Starring: Shelley Duvall, Alice Krige, Pascale Bussieres

A whimsical fairy-tale for adults that is alternately beguiling and infuriating. The film seems to be unfolding in the mind of a recently released prisoner who comes to stay with his sister (Shelley Duvall) on her farm. Sis is putting the moves on an amputee doctor who talks like a Chekhov parody, while her brother is lusted after by woodland nymphs and nymphomaniac princesses. The picture doesn't make any logical sense, nor is it supposed to; and as a trawl around in fairy-tale iconography, it's the sort of thing that the Brothers Quay do much better. But I was occasionally taken by its stylised sets and some haunting Cocteau-influenced imagery.



Director: Richard Spence

Starring: Rupert Graves, Steven Mackintosh, Miriam Margolyes, Saskia Reeves

Different for Girls has been kicking around for a few years now (it was once titled Crossing the Border) which is usually a bad sign with a film. But while this British comedy-drama is no masterpiece, it offers an engagingly bright perspective on a subject - transsexuality - rarely touched by cinema. Two old school-friends meet up. Paul (Rupert Graves) is much as he was 15 years ago: a sweet-natured lad into late-70s punk and new wave. Karl (Steven Mackintosh), however, has changed. He's now a she - Kim, a post-operative transsexual keen to resume the friendship that was begun at school. Paul isn't so sure - "I'm straight!", he protests when an evening out almost ends in a goodnight kiss. "So am I,", sighs Kim.
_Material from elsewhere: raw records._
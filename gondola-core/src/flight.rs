use chrono::{DateTime, Utc};
use serde::{Deserialize, Serialize};
use std::str::FromStr;
use uuid::Uuid;

use crate::CoreError;

#[derive(Debug, Clone, Copy, PartialEq, Eq, Serialize, Deserialize)]
#[serde(rename_all = "lowercase")]
pub enum FlightStatus {
    Scheduled,
    Canceled,
}

impl FlightStatus {
    pub fn as_str(&self) -> &'static str {
        match self {
            FlightStatus::Scheduled => "scheduled",
            FlightStatus::Canceled => "canceled",
        }
    }
}

impl FromStr for FlightStatus {
    type Err = CoreError;

    fn from_str(s: &str) -> Result<Self, Self::Err> {
        match s {
            "scheduled" => Ok(FlightStatus::Scheduled),
            "canceled" => Ok(FlightStatus::Canceled),
            other => Err(CoreError::InternalError(format!("unknown flight status '{}'", other))),
        }
    }
}

/// A balloon ride offered by a pilot. Prices are in minor currency units.
#[derive(Debug, Clone, Serialize, Deserialize)]
pub struct Flight {
    pub id: Uuid,
    pub pilot_id: Uuid,
    pub title: String,
    pub description: Option<String>,
    pub launch_site: String,
    pub departure_time: DateTime<Utc>,
    pub duration_minutes: i32,
    pub price_cents: i64,
    pub currency: String,
    pub max_passengers: i32,
    pub status: FlightStatus,
    pub created_at: DateTime<Utc>,
    pub updated_at: DateTime<Utc>,
}

impl Flight {
    /// Open for new bookings at `now`.
    pub fn is_bookable(&self, now: DateTime<Utc>) -> bool {
        self.status == FlightStatus::Scheduled && self.departure_time > now
    }
}

#[derive(Debug, Clone)]
pub struct NewFlight {
    pub pilot_id: Uuid,
    pub title: String,
    pub description: Option<String>,
    pub launch_site: String,
    pub departure_time: DateTime<Utc>,
    pub duration_minutes: i32,
    pub price_cents: i64,
    pub currency: String,
    pub max_passengers: i32,
}

/// Partial update; `None` leaves the field untouched.
#[derive(Debug, Clone, Default, Deserialize)]
pub struct FlightChanges {
    pub title: Option<String>,
    pub description: Option<String>,
    pub launch_site: Option<String>,
    pub departure_time: Option<DateTime<Utc>>,
    pub duration_minutes: Option<i32>,
    pub price_cents: Option<i64>,
    pub max_passengers: Option<i32>,
}

impl FlightChanges {
    pub fn apply(&self, flight: &mut Flight) {
        if let Some(title) = &self.title {
            flight.title = title.clone();
        }
        if let Some(description) = &self.description {
            flight.description = Some(description.clone());
        }
        if let Some(site) = &self.launch_site {
            flight.launch_site = site.clone();
        }
        if let Some(departure) = self.departure_time {
            flight.departure_time = departure;
        }
        if let Some(duration) = self.duration_minutes {
            flight.duration_minutes = duration;
        }
        if let Some(price) = self.price_cents {
            flight.price_cents = price;
        }
        if let Some(max) = self.max_passengers {
            flight.max_passengers = max;
        }
    }
}

/// A flight together with its count of live (pending or confirmed) bookings.
#[derive(Debug, Clone)]
pub struct FlightLoad {
    pub flight: Flight,
    pub booked_seats: i64,
}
The writer Tony Marchant has plenty of experience with plaiting together multiple narrative strands (he was recently responsible for the excellent BBC2 series Holding On), and there's some neat integration between Kim's story and that of her sister (Saskia Reeves). The screenplay has its flaws - too much time is spent keeping Kim and Paul apart, while Kim's transsexuality appears to have given her magic healing powers when it comes to sorting out her sister's problems.

However, this is largely an intelligent, refreshing work enlivened by two touching central performances by Mackintosh and Graves.